Make Your Company’s Site a Social Hub in 2011
EyeforTravel published their 2011 Trends and their number one pick is the increasing need to integrate social content and activity on your corporate website.
As budget freezes start to thaw, it’s time for them (companies) to consider how to integrate social media functionality, for example, incorporating the power of Facebook comment boxes on site to provide a feedback loop for consumers onto their main site. Sites will become a hub to aggregate and explain activity on social networks, and add long-form value.
I totally agree that this is an important trend for 2011 and here’s why:
- 93 percent of people active in social media say they expect companies to have a presence in social media and networking sites and 85 percent of them want the companies to communicate and interact with them on those sites.
- The rate of content sharing on Facebook has increased 500 percent in the last six months. the average Facebook users now shares 12 pieces of content a week.
- Shared news content links in Facebook send three times more traffic to news websites than Google News does.
- The UMass Social Media adoption surveys presented at the SNCR Symposium at Stanford University in November showed that while the adoption of social media by companies and organizations in many sectors is rising fast, there is still a large disparity between those active in social media (60% of the Fortune 500, 75% of Inc 500) and the number that connect that content and activity to their corporate websites (less than 30%).
- In June 2010 the Washington Post interviewed thought leaders in the social media and marketing space and asked for the 10 mistakes companies make in social media. Debbie Weil, author of the Corporate Blogging Book warned that companies that rely solely on external networks relinquish a certain degree of autonomy. She recommends that organizations and companies using social media have a hub on their primary Web site where users can find links or feeds to blogs, Flickr photo galleries and other third-party Web sites. This also gives customers or constituents a single go-to URL. (There is that word hub again.)

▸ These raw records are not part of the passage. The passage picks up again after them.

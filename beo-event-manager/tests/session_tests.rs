//! Integration tests for DeviceSession.
//!
//! These drive a session through a channel-backed link the way a real link
//! implementation would, and check connection status, state, diagnostics and
//! the background watchers.

mod mock_api;

use std::sync::{Arc, Mutex};
use std::time::Duration;

use beo_event_manager::{
    AudioSource, DeviceSession, DiagnosticMode, EventManagerError, LinkEvent, MenuItem,
    SessionConfig,
};
use beo_state::PlaybackState;
use beo_stream::{
    Notification, NotificationTag, Payload, PlaybackProgress, RenderingState,
    SoftwareUpdateState, Source, Topic, VolumeState,
};
use futures::channel::mpsc;
use mock_api::{MockRegistry, MockSourceApi, MockVersionSource};

const DEVICE: &str = "30020041";

fn init_tracing() {
    let _ = tracing_subscriber::fmt().with_test_writer().try_init();
}

fn session() -> DeviceSession {
    init_tracing();
    DeviceSession::new(SessionConfig::new(DEVICE)).expect("valid config")
}

async fn wait_until(mut condition: impl FnMut() -> bool) {
    tokio::time::timeout(Duration::from_secs(2), async {
        while !condition() {
            tokio::time::sleep(Duration::from_millis(5)).await;
        }
    })
    .await
    .expect("Timeout waiting for condition");
}

#[tokio::test]
async fn test_link_drives_status_and_state() {
    let session = session();
    let statuses = Arc::new(Mutex::new(Vec::new()));
    let seen = Arc::clone(&statuses);
    session.subscribe(Topic::ConnectionStatus, move |payload| {
        if let Payload::ConnectionStatus { connected, .. } = payload {
            seen.lock().unwrap().push(*connected);
        }
    });

    let (tx, rx) = mpsc::unbounded();
    let worker = session.spawn_link(rx);

    tx.unbounded_send(LinkEvent::Connected).unwrap();
    tx.unbounded_send(LinkEvent::Connected).unwrap();
    tx.unbounded_send(LinkEvent::Notification(Notification::PlaybackProgress(
        PlaybackProgress::new(61),
    )))
    .unwrap();
    tx.unbounded_send(LinkEvent::Notification(Notification::SourceChange(
        Source::new("lineIn", "Line-In"),
    )))
    .unwrap();
    tx.unbounded_send(LinkEvent::Notification(Notification::Volume(
        VolumeState::new(Some(18), Some(false)),
    )))
    .unwrap();
    tx.unbounded_send(LinkEvent::Notification(Notification::PlaybackState(
        RenderingState::new("started"),
    )))
    .unwrap();
    drop(tx);

    let stats = worker.join().await.expect("worker failed");

    assert_eq!(stats.connects, 2);
    assert_eq!(stats.notifications, 4);
    assert_eq!(stats.dropped, 0);

    // Stream end counts as a disconnect
    assert_eq!(*statuses.lock().unwrap(), vec![true, false]);
    assert!(!session.is_connected());

    // State is kept across the disconnect
    let state = session.snapshot();
    assert_eq!(state.playback_state, PlaybackState::Playing);
    assert_eq!(state.progress.elapsed_secs(), 0);
    assert_eq!(state.volume.level, Some(18));
    assert_eq!(session.displayed_source().unwrap().id, "lineIn");
}

#[tokio::test]
async fn test_shutdown_stops_worker() {
    let session = session();
    let (tx, rx) = mpsc::unbounded();
    let worker = session.spawn_link(rx);

    tx.unbounded_send(LinkEvent::Connected).unwrap();
    wait_until(|| session.is_connected()).await;

    let stats = worker.shutdown().await.expect("worker failed");
    assert_eq!(stats.connects, 1);
    assert!(!session.is_connected());
}

#[tokio::test]
async fn test_diagnostics_see_dropped_notifications() {
    let session = session();
    let mut diagnostics = session.diagnostics().expect("broadcast diagnostics");

    let unknown = Notification::Tagged(NotificationTag::new("puc"));
    assert_eq!(session.router().route(&unknown), None);

    let event = diagnostics.try_recv().expect("diagnostic event");
    assert_eq!(event.notification, unknown);
}

#[tokio::test]
async fn test_diagnostics_disabled() {
    init_tracing();
    let config = SessionConfig::new(DEVICE).with_diagnostics(DiagnosticMode::Disabled);
    let session = DeviceSession::new(config).unwrap();
    assert!(session.diagnostics().is_none());
}

#[tokio::test]
async fn test_invalid_config_rejected() {
    let result = DeviceSession::new(SessionConfig::new("   "));
    assert!(matches!(result, Err(EventManagerError::Configuration(_))));
}

#[tokio::test]
async fn test_playback_error_reaches_consumer() {
    let session = session();
    let mut errors = session.errors();

    session
        .router()
        .route(&Notification::PlaybackError(beo_stream::PlaybackError {
            error: Some("Network unreachable".to_string()),
        }));

    let error = errors.try_recv().expect("playback error");
    assert_eq!(error.device_id().as_str(), DEVICE);
}

#[tokio::test]
async fn test_detach_state_keeps_last_state() {
    let mut session = session();
    session
        .router()
        .route(&Notification::Volume(VolumeState::new(Some(40), None)));
    session.detach_state();
    session
        .router()
        .route(&Notification::Volume(VolumeState::new(Some(90), None)));

    assert_eq!(session.snapshot().volume.level, Some(40));
}

#[tokio::test]
async fn test_source_list_refreshes_on_menu_change() {
    let session = session();
    let api = MockSourceApi::new(vec![
        AudioSource::new("spotify", "Spotify Connect").with_multiroom(true),
        AudioSource::new("airPlay", "AirPlay"),
    ]);
    let watcher = session.watch_sources(Arc::new(api.clone()));
    let mut rx = watcher.watch();

    // Initial assembly
    tokio::time::timeout(Duration::from_secs(1), rx.wait_for(Option::is_some))
        .await
        .expect("Timeout waiting for source list")
        .expect("Watcher stopped");
    assert_eq!(watcher.latest().unwrap().names(), vec!["Spotify Connect"]);

    api.set_menu(vec![("hdmi1", MenuItem::new("HDMI 1", &["tv"]))]);
    session
        .router()
        .route(&Notification::Tagged(NotificationTag::new("remoteMenuChanged")));

    tokio::time::timeout(
        Duration::from_secs(1),
        rx.wait_for(|list| list.as_ref().map(|l| l.len()) == Some(2)),
    )
    .await
    .expect("Timeout waiting for refresh")
    .expect("Watcher stopped");

    let list = watcher.latest().unwrap();
    assert_eq!(list.names(), vec!["Spotify Connect", "HDMI 1"]);
    assert_eq!(list.is_beolink_expandable("spotify"), Some(true));

    watcher.shutdown();
    assert_eq!(session.router().subscriber_count(&Topic::RemoteMenuChanged), 0);
}

#[tokio::test]
async fn test_software_update_records_only_changes() {
    let session = session();
    let source = MockVersionSource::new("4.0.1");
    let registry = MockRegistry::default();
    let watcher = session.watch_software_updates(
        Arc::new(source.clone()),
        Arc::new(registry.clone()),
        Some("4.0.0".to_string()),
    );

    let update = Notification::SoftwareUpdate(SoftwareUpdateState {
        seconds_remaining: Some(0),
        value: Some("idle".to_string()),
    });

    session.router().route(&update);
    wait_until(|| watcher.recorded_version().as_deref() == Some("4.0.1")).await;

    // Same version again: fetched but not recorded
    session.router().route(&update);
    wait_until(|| source.fetch_count() >= 2).await;
    tokio::time::sleep(Duration::from_millis(20)).await;

    assert_eq!(
        registry.updates(),
        vec![(beo_stream::DeviceId::new(DEVICE), "4.0.1".to_string())]
    );

    source.set(Ok("4.1.0".to_string()));
    session.router().route(&update);
    wait_until(|| registry.updates().len() == 2).await;
    assert_eq!(watcher.recorded_version().as_deref(), Some("4.1.0"));
}

#[tokio::test]
async fn test_software_update_fetch_failure_is_not_recorded() {
    let session = session();
    let source = MockVersionSource::new("4.0.1");
    source.set(Err(beo_event_manager::ApiError::Request("timeout".to_string())));
    let registry = MockRegistry::default();
    let watcher = session.watch_software_updates(
        Arc::new(source.clone()),
        Arc::new(registry.clone()),
        None,
    );

    session
        .router()
        .route(&Notification::SoftwareUpdate(SoftwareUpdateState::default()));
    wait_until(|| source.fetch_count() == 1).await;
    tokio::time::sleep(Duration::from_millis(20)).await;

    assert!(registry.updates().is_empty());
    assert_eq!(watcher.recorded_version(), None);
}

#[tokio::test]
async fn test_dropped_watchers_leave_no_handlers() {
    let session = session();
    let api = Arc::new(MockSourceApi::new(vec![AudioSource::new(
        "spotify",
        "Spotify Connect",
    )]));

    for _ in 0..5 {
        drop(session.watch_sources(api.clone()));
    }
    drop(session.watch_software_updates(
        Arc::new(MockVersionSource::new("4.0.1")),
        Arc::new(MockRegistry::default()),
        None,
    ));

    let router = session.router();
    assert_eq!(router.subscriber_count(&Topic::RemoteMenuChanged), 0);
    assert_eq!(router.subscriber_count(&Topic::PlaybackSource), 0);
    assert_eq!(router.subscriber_count(&Topic::SoftwareUpdate), 0);
}
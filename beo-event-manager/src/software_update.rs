//! Software update boundary
//!
//! A software-update notification means the device may be running new
//! firmware. The watcher fetches the current version and, only when it differs
//! from the one last recorded, asks the device registry to update its record.

use std::sync::Arc;

use async_trait::async_trait;
use tokio::sync::{mpsc, watch};
use tokio::task::JoinHandle;

use beo_stream::{DeviceId, NotificationRouter, Payload, Subscription, Topic};

use crate::error::ApiError;

/// Reads the device's software version
#[async_trait]
pub trait SoftwareVersionSource: Send + Sync {
    async fn software_version(&self) -> Result<String, ApiError>;
}

/// Records device information outside this client
#[async_trait]
pub trait DeviceRegistry: Send + Sync {
    async fn update_software_version(
        &self,
        device_id: &DeviceId,
        version: &str,
    ) -> Result<(), ApiError>;
}

/// Reacts to software-update notifications
pub struct SoftwareUpdateWatcher {
    recorded: watch::Receiver<Option<String>>,
    subscription: Option<Subscription>,
    task: JoinHandle<()>,
}

impl SoftwareUpdateWatcher {
    /// Start watching; must be called inside a tokio runtime
    ///
    /// `recorded_version` is the version the registry currently holds, if known.
    pub fn spawn(
        router: &NotificationRouter,
        source: Arc<dyn SoftwareVersionSource>,
        registry: Arc<dyn DeviceRegistry>,
        recorded_version: Option<String>,
    ) -> Self {
        let (recorded_tx, recorded) = watch::channel(recorded_version);
        let (check_tx, check_rx) = mpsc::unbounded_channel();

        let subscription = router.subscribe(Topic::SoftwareUpdate, move |payload| {
            if let Payload::SoftwareUpdate(state) = payload {
                tracing::debug!(state = ?state.value, "Software update notification");
            }
            let _ = check_tx.send(());
        });

        let device_id = router.device_id().clone();
        let task = tokio::spawn(run_check_loop(
            device_id,
            source,
            registry,
            check_rx,
            recorded_tx,
        ));

        Self {
            recorded,
            subscription: Some(subscription),
            task,
        }
    }

    /// Version last written to the registry
    pub fn recorded_version(&self) -> Option<String> {
        self.recorded.borrow().clone()
    }

    pub fn watch(&self) -> watch::Receiver<Option<String>> {
        self.recorded.clone()
    }

    /// Detach from the router and stop the task
    ///
    /// Dropping the watcher does the same.
    pub fn shutdown(self) {}
}

impl Drop for SoftwareUpdateWatcher {
    fn drop(&mut self) {
        if let Some(subscription) = self.subscription.take() {
            subscription.unsubscribe();
        }
        self.task.abort();
    }
}

async fn run_check_loop(
    device_id: DeviceId,
    source: Arc<dyn SoftwareVersionSource>,
    registry: Arc<dyn DeviceRegistry>,
    mut check_rx: mpsc::UnboundedReceiver<()>,
    recorded_tx: watch::Sender<Option<String>>,
) {
    while check_rx.recv().await.is_some() {
        while check_rx.try_recv().is_ok() {}

        let version = match source.software_version().await {
            Ok(version) => version,
            Err(e) => {
                tracing::warn!(device_id = %device_id, "Failed to fetch software version: {}", e);
                continue;
            }
        };

        let unchanged = recorded_tx.borrow().as_deref() == Some(version.as_str());
        if unchanged {
            tracing::debug!(device_id = %device_id, %version, "Software version unchanged");
            continue;
        }

        match registry.update_software_version(&device_id, &version).await {
            Ok(()) => {
                tracing::info!(device_id = %device_id, %version, "Software version updated");
                recorded_tx.send_replace(Some(version));
            }
            Err(e) => {
                tracing::warn!(
                    device_id = %device_id,
                    %version,
                    "Failed to record software version: {}",
                    e
                );
            }
        }
    }
}
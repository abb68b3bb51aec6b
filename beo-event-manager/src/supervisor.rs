//! Connection supervisor
//!
//! Tracks whether the link is up and publishes `ConnectionStatus` on every
//! transition. Repeated lifecycle callbacks with the same state are absorbed.

use std::sync::atomic::{AtomicBool, Ordering};

use beo_stream::{DeviceId, NotificationRouter, Payload, Topic};

/// Link connection state
#[derive(Debug, Clone, Copy, PartialEq, Eq)]
pub enum ConnectionState {
    Disconnected,
    Connected,
}

/// Owns the connection state of one device
pub struct ConnectionSupervisor {
    router: NotificationRouter,
    connected: AtomicBool,
}

impl ConnectionSupervisor {
    /// Starts disconnected
    pub fn new(router: NotificationRouter) -> Self {
        Self {
            router,
            connected: AtomicBool::new(false),
        }
    }

    pub fn device_id(&self) -> &DeviceId {
        self.router.device_id()
    }

    /// The link connected; returns whether this was a transition
    pub fn on_connected(&self) -> bool {
        self.transition(true)
    }

    /// The link was lost; returns whether this was a transition
    pub fn on_disconnected(&self) -> bool {
        self.transition(false)
    }

    pub fn is_connected(&self) -> bool {
        self.connected.load(Ordering::Acquire)
    }

    pub fn state(&self) -> ConnectionState {
        if self.is_connected() {
            ConnectionState::Connected
        } else {
            ConnectionState::Disconnected
        }
    }

    fn transition(&self, connected: bool) -> bool {
        if self.connected.swap(connected, Ordering::AcqRel) == connected {
            tracing::trace!(device_id = %self.device_id(), connected, "Connection state unchanged");
            return false;
        }

        if connected {
            tracing::info!(device_id = %self.device_id(), "Connected to device");
        } else {
            tracing::error!(device_id = %self.device_id(), "Lost connection to device");
        }

        self.router.publish(
            &Topic::ConnectionStatus,
            &Payload::ConnectionStatus {
                device_id: self.device_id().clone(),
                connected,
            },
        );
        true
    }
}

impl std::fmt::Debug for ConnectionSupervisor {
    fn fmt(&self, f: &mut std::fmt::Formatter<'_>) -> std::fmt::Result {
        f.debug_struct("ConnectionSupervisor")
            .field("device_id", self.device_id())
            .field("state", &self.state())
            .finish()
    }
}

#[cfg(test)]
mod tests {
    use super::*;
    use std::sync::{Arc, Mutex};

    fn supervisor() -> (ConnectionSupervisor, Arc<Mutex<Vec<bool>>>) {
        let router = NotificationRouter::new(DeviceId::new("30020041"));
        let seen = Arc::new(Mutex::new(Vec::new()));
        let sink = Arc::clone(&seen);
        router.subscribe(Topic::ConnectionStatus, move |payload| {
            if let Payload::ConnectionStatus { connected, .. } = payload {
                sink.lock().unwrap().push(*connected);
            }
        });
        (ConnectionSupervisor::new(router), seen)
    }

    #[test]
    fn test_starts_disconnected() {
        let (supervisor, _) = supervisor();
        assert!(!supervisor.is_connected());
        assert_eq!(supervisor.state(), ConnectionState::Disconnected);
    }

    #[test]
    fn test_publishes_once_per_transition() {
        let (supervisor, seen) = supervisor();

        assert!(supervisor.on_connected());
        assert!(!supervisor.on_connected());
        assert!(supervisor.on_disconnected());
        assert!(!supervisor.on_disconnected());

        assert_eq!(*seen.lock().unwrap(), vec![true, false]);
    }

    #[test]
    fn test_disconnect_while_disconnected_is_silent() {
        let (supervisor, seen) = supervisor();
        assert!(!supervisor.on_disconnected());
        assert!(seen.lock().unwrap().is_empty());
    }
}
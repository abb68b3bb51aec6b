//! Volume model

use beo_stream::VolumeState;
use serde::{Deserialize, Serialize};

/// Volume level and mute; `None` means the device has not said
#[derive(Debug, Clone, Copy, PartialEq, Eq, Default, Serialize, Deserialize)]
pub struct Volume {
    /// Level in 0-100
    pub level: Option<u8>,
    pub muted: Option<bool>,
}

impl Volume {
    pub const MAX_LEVEL: u8 = 100;

    /// Level scaled to 0.0-1.0
    pub fn fraction(&self) -> Option<f32> {
        self.level
            .map(|level| f32::from(level) / f32::from(Self::MAX_LEVEL))
    }
}

impl From<&VolumeState> for Volume {
    fn from(state: &VolumeState) -> Self {
        let level = state
            .level
            .as_ref()
            .and_then(|level| level.level)
            .map(|level| level.clamp(0, i64::from(Self::MAX_LEVEL)) as u8);
        let muted = state.muted.as_ref().and_then(|muted| muted.muted);
        Self { level, muted }
    }
}
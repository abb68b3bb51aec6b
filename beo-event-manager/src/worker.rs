//! Link worker
//!
//! Drains the link's event stream on one task: lifecycle events go to the
//! supervisor, notifications to the router. Routing and state merges run
//! inline on this task, so they see notifications in arrival order.

use std::sync::Arc;

use futures::{Stream, StreamExt};
use tokio::sync::oneshot;
use tokio::task::JoinHandle;

use beo_stream::{Notification, NotificationRouter};

use crate::error::{EventManagerError, Result};
use crate::supervisor::ConnectionSupervisor;

/// Event yielded by a link implementation
#[derive(Debug, Clone, PartialEq)]
pub enum LinkEvent {
    Connected,
    Disconnected,
    Notification(Notification),
}

/// Counters reported when the worker exits
#[derive(Debug, Clone, Copy, Default, PartialEq, Eq)]
pub struct LinkStats {
    pub connects: u64,
    pub disconnects: u64,
    pub notifications: u64,
    /// Notifications the router dropped
    pub dropped: u64,
}

/// Handle to a spawned link worker
///
/// Dropping the handle stops the worker.
pub struct LinkWorker {
    shutdown_tx: Option<oneshot::Sender<()>>,
    handle: JoinHandle<LinkStats>,
}

impl LinkWorker {
    /// Spawn a worker for `link`; must be called inside a tokio runtime
    pub fn spawn<S>(link: S, supervisor: Arc<ConnectionSupervisor>, router: NotificationRouter) -> Self
    where
        S: Stream<Item = LinkEvent> + Send + 'static,
    {
        let (shutdown_tx, shutdown_rx) = oneshot::channel();
        let handle = tokio::spawn(run_link_loop(link, supervisor, router, shutdown_rx));
        Self {
            shutdown_tx: Some(shutdown_tx),
            handle,
        }
    }

    pub fn is_finished(&self) -> bool {
        self.handle.is_finished()
    }

    /// Stop reading the link and wait for the worker
    pub async fn shutdown(mut self) -> Result<LinkStats> {
        if let Some(tx) = self.shutdown_tx.take() {
            let _ = tx.send(());
        }
        self.join().await
    }

    /// Wait for the link stream to end
    pub async fn join(self) -> Result<LinkStats> {
        self.handle.await.map_err(|e| {
            tracing::error!("Link worker failed: {}", e);
            EventManagerError::WorkerStopped
        })
    }
}

/// Drain `link` until it ends or `shutdown` fires
///
/// The supervisor is told the link is down when the loop exits.
pub async fn run_link_loop<S>(
    link: S,
    supervisor: Arc<ConnectionSupervisor>,
    router: NotificationRouter,
    shutdown: oneshot::Receiver<()>,
) -> LinkStats
where
    S: Stream<Item = LinkEvent>,
{
    futures::pin_mut!(link);
    let mut shutdown = shutdown;
    let mut stats = LinkStats::default();

    tracing::info!(device_id = %router.device_id(), "Link worker started");

    loop {
        tokio::select! {
            event = link.next() => {
                match event {
                    Some(LinkEvent::Connected) => {
                        stats.connects += 1;
                        supervisor.on_connected();
                    }
                    Some(LinkEvent::Disconnected) => {
                        stats.disconnects += 1;
                        supervisor.on_disconnected();
                    }
                    Some(LinkEvent::Notification(notification)) => {
                        stats.notifications += 1;
                        if router.route(&notification).is_none() {
                            stats.dropped += 1;
                        }
                    }
                    None => {
                        tracing::info!(device_id = %router.device_id(), "Link stream ended");
                        break;
                    }
                }
            }

            _ = &mut shutdown => {
                tracing::info!(device_id = %router.device_id(), "Link worker received shutdown");
                break;
            }
        }
    }

    supervisor.on_disconnected();
    tracing::info!(device_id = %router.device_id(), ?stats, "Link worker shut down");
    stats
}
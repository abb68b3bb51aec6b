//! Typed notifications as emitted by the device link
//!
//! Every wire message kind is one variant of [`Notification`]. Payload field
//! names follow the device's camelCase JSON so a link implementation can
//! decode frames straight into these types with `serde_json`. All fields are
//! optional on the wire; the router decides which ones a kind requires.

use serde::{Deserialize, Serialize};

/// One decoded message from the link
#[derive(Debug, Clone, PartialEq, Serialize, Deserialize)]
#[serde(tag = "eventType", content = "eventData")]
pub enum Notification {
    #[serde(rename = "WebSocketEventPlaybackState")]
    PlaybackState(RenderingState),
    #[serde(rename = "WebSocketEventPlaybackProgress")]
    PlaybackProgress(PlaybackProgress),
    #[serde(rename = "WebSocketEventPlaybackMetadata")]
    PlaybackMetadata(PlaybackContentMetadata),
    /// The "now playing" source; also announces source availability changes
    #[serde(rename = "WebSocketEventPlaybackSource")]
    PlaybackSource(Source),
    #[serde(rename = "WebSocketEventSourceChange")]
    SourceChange(Source),
    #[serde(rename = "WebSocketEventVolume")]
    Volume(VolumeState),
    #[serde(rename = "WebSocketEventSoftwareUpdateState")]
    SoftwareUpdate(SoftwareUpdateState),
    #[serde(rename = "WebSocketEventActiveListeningMode")]
    ActiveListeningMode(ListeningModeRef),
    #[serde(rename = "WebSocketEventPlaybackError")]
    PlaybackError(PlaybackError),
    #[serde(rename = "WebSocketEventButton")]
    Button(ButtonEvent),
    #[serde(rename = "WebSocketEventBeoRemoteButton")]
    RemoteKey(BeoRemoteButton),
    /// Generic notification carrying only a sub-type tag
    #[serde(rename = "WebSocketEventNotification")]
    Tagged(NotificationTag),
}

impl Notification {
    /// Short name of the wire kind, used in logs and diagnostics
    pub fn kind(&self) -> &'static str {
        match self {
            Notification::PlaybackState(_) => "playback_state",
            Notification::PlaybackProgress(_) => "playback_progress",
            Notification::PlaybackMetadata(_) => "playback_metadata",
            Notification::PlaybackSource(_) => "playback_source",
            Notification::SourceChange(_) => "source_change",
            Notification::Volume(_) => "volume",
            Notification::SoftwareUpdate(_) => "software_update",
            Notification::ActiveListeningMode(_) => "active_listening_mode",
            Notification::PlaybackError(_) => "playback_error",
            Notification::Button(_) => "button",
            Notification::RemoteKey(_) => "beo_remote_button",
            Notification::Tagged(_) => "notification",
        }
    }
}

// ============================================================================
// Playback
// ============================================================================

/// Device rendering state, e.g. `"started"`, `"paused"`, `"buffering"`
#[derive(Debug, Clone, Default, PartialEq, Eq, Serialize, Deserialize)]
#[serde(rename_all = "camelCase")]
pub struct RenderingState {
    pub value: Option<String>,
}

impl RenderingState {
    pub fn new(value: impl Into<String>) -> Self {
        Self {
            value: Some(value.into()),
        }
    }
}

/// Elapsed playback time in seconds
///
/// Signed on purpose: some firmware reports negative values around track
/// changes. Consumers clamp.
#[derive(Debug, Clone, Default, PartialEq, Eq, Serialize, Deserialize)]
#[serde(rename_all = "camelCase")]
pub struct PlaybackProgress {
    pub progress: Option<i64>,
    pub total_duration: Option<i64>,
}

impl PlaybackProgress {
    pub fn new(progress: i64) -> Self {
        Self {
            progress: Some(progress),
            total_duration: None,
        }
    }
}

/// One artwork entry of the playback metadata
///
/// Net radio reports a resolution `key` such as `"600x600"`, everything else
/// reports a size class in `size` (`"small"`, `"medium"`, `"large"`).
#[derive(Debug, Clone, Default, PartialEq, Eq, Serialize, Deserialize)]
#[serde(rename_all = "camelCase")]
pub struct Art {
    pub url: Option<String>,
    pub key: Option<String>,
    pub size: Option<String>,
    #[serde(default)]
    pub has_local_image: bool,
}

/// Beolink leader the device is currently listening to
#[derive(Debug, Clone, Default, PartialEq, Eq, Serialize, Deserialize)]
#[serde(rename_all = "camelCase")]
pub struct BeolinkLeader {
    pub friendly_name: Option<String>,
    pub jid: Option<String>,
}

/// Metadata for the currently playing content
#[derive(Debug, Clone, Default, PartialEq, Eq, Serialize, Deserialize)]
#[serde(rename_all = "camelCase")]
pub struct PlaybackContentMetadata {
    pub title: Option<String>,
    pub album_name: Option<String>,
    pub artist_name: Option<String>,
    pub track: Option<i64>,
    pub total_duration_seconds: Option<i64>,
    /// `None` when the device sent no art list, `Some(vec![])` when it sent an empty one
    pub art: Option<Vec<Art>>,
    pub organization: Option<String>,
    pub remote_leader: Option<BeolinkLeader>,
}

/// Playback error reported by the device
#[derive(Debug, Clone, Default, PartialEq, Eq, Serialize, Deserialize)]
#[serde(rename_all = "camelCase")]
pub struct PlaybackError {
    pub error: Option<String>,
}

// ============================================================================
// Sources, volume, software
// ============================================================================

/// An audio source as reported by source-change / playback-source events
#[derive(Debug, Clone, Default, PartialEq, Eq, Serialize, Deserialize)]
#[serde(rename_all = "camelCase")]
pub struct Source {
    pub id: Option<String>,
    pub name: Option<String>,
    pub is_seekable: Option<bool>,
}

impl Source {
    pub fn new(id: impl Into<String>, name: impl Into<String>) -> Self {
        Self {
            id: Some(id.into()),
            name: Some(name.into()),
            is_seekable: None,
        }
    }
}

#[derive(Debug, Clone, Default, PartialEq, Eq, Serialize, Deserialize)]
#[serde(rename_all = "camelCase")]
pub struct VolumeLevel {
    pub level: Option<i64>,
}

#[derive(Debug, Clone, Default, PartialEq, Eq, Serialize, Deserialize)]
#[serde(rename_all = "camelCase")]
pub struct VolumeMute {
    pub muted: Option<bool>,
}

/// Volume notification; either half may be missing
#[derive(Debug, Clone, Default, PartialEq, Eq, Serialize, Deserialize)]
#[serde(rename_all = "camelCase")]
pub struct VolumeState {
    pub level: Option<VolumeLevel>,
    pub muted: Option<VolumeMute>,
}

impl VolumeState {
    pub fn new(level: Option<i64>, muted: Option<bool>) -> Self {
        Self {
            level: level.map(|level| VolumeLevel { level: Some(level) }),
            muted: muted.map(|muted| VolumeMute { muted: Some(muted) }),
        }
    }
}

/// Software update progress, e.g. `value = "idle"` / `"downloading"`
#[derive(Debug, Clone, Default, PartialEq, Eq, Serialize, Deserialize)]
#[serde(rename_all = "camelCase")]
pub struct SoftwareUpdateState {
    pub seconds_remaining: Option<i64>,
    pub value: Option<String>,
}

/// Active listening mode (sound mode) reference
#[derive(Debug, Clone, Default, PartialEq, Eq, Serialize, Deserialize)]
#[serde(rename_all = "camelCase")]
pub struct ListeningModeRef {
    pub id: Option<i64>,
    pub name: Option<String>,
}

// ============================================================================
// Keys and tags
// ============================================================================

/// Physical button on the device
#[derive(Debug, Clone, Default, PartialEq, Eq, Serialize, Deserialize)]
#[serde(rename_all = "camelCase")]
pub struct ButtonEvent {
    /// Button identifier, e.g. `"Preset1"` or `"PlayPause"`
    pub button: Option<String>,
    /// Raw key state, e.g. `"shortPress (Release)"`
    pub state: Option<String>,
}

impl ButtonEvent {
    pub fn new(button: impl Into<String>, state: impl Into<String>) -> Self {
        Self {
            button: Some(button.into()),
            state: Some(state.into()),
        }
    }
}

/// Key on a Beoremote
#[derive(Debug, Clone, Default, PartialEq, Eq, Serialize, Deserialize)]
#[serde(rename_all = "camelCase")]
pub struct BeoRemoteButton {
    /// Remote submenu, e.g. `"Control"`
    pub submenu: Option<String>,
    /// Key id, or a full `submenu/key` path when `submenu` is absent
    pub key: Option<String>,
    /// `"KeyPress"` or `"KeyRelease"`
    #[serde(rename = "type")]
    pub event_type: Option<String>,
}

impl BeoRemoteButton {
    pub fn new(key: impl Into<String>, event_type: impl Into<String>) -> Self {
        Self {
            submenu: None,
            key: Some(key.into()),
            event_type: Some(event_type.into()),
        }
    }

    pub fn with_submenu(mut self, submenu: impl Into<String>) -> Self {
        self.submenu = Some(submenu.into());
        self
    }
}

/// Sub-type tag of a generic notification, e.g. `"beolinkPeers"`
#[derive(Debug, Clone, Default, PartialEq, Eq, Serialize, Deserialize)]
#[serde(rename_all = "camelCase")]
pub struct NotificationTag {
    pub value: Option<String>,
}

impl NotificationTag {
    pub fn new(value: impl Into<String>) -> Self {
        Self {
            value: Some(value.into()),
        }
    }
}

How do you integrate social content and activity on your site? Jeremiah Owyang of the Altimeter Group published this roadmap that lays out the steps you need to follow
By my own observation of the corporate websites of the Fortune 100, top 100 hotels, Inc 500 and Entrepreneur 100, of the 70-odd percent that have not yet integrated their social content and activity most are still at step one, or at best, step two.
The PR version of this dilemma is the corporate newsroom. Most companies now have one, but they are definitely at the bottom of this ladder. And there really is no need to languish down there – social media news hub services like PRESSfeed can catapult your site to number five on this ladder in a few weeks. (Disclosure: I am a partner and helped to develop this social news hub)
You can of course work with your IT department to develop a social news hub, like Intel did. It’s likely to take a lot longer than a few weeks, but the tools are readily available.
Step 6 and 7 on this ladder are where this trend is heading: Users stay on your site using a social log-in like Facebook Connect and that log-in triggers sharing of the content onyour site. Content shared in this manner ends up in their social news stream, is seen by others and usually gets shared again by 5 of their friends or followers. According to Facebook’s Developer Network Director, Ethan Beard, more than 100 million users started logging into Facebook Connect on third-party sites in the last 12 months. And it is spreading – it’s already been integrated with YouTube.
A social registration and log-in helps your visitors – they save time and keeps them connected to their friends.
It helps you because you become part of the their social graph.
Which step are you on now? Do you have plans to upgrade to a social hub in 2011?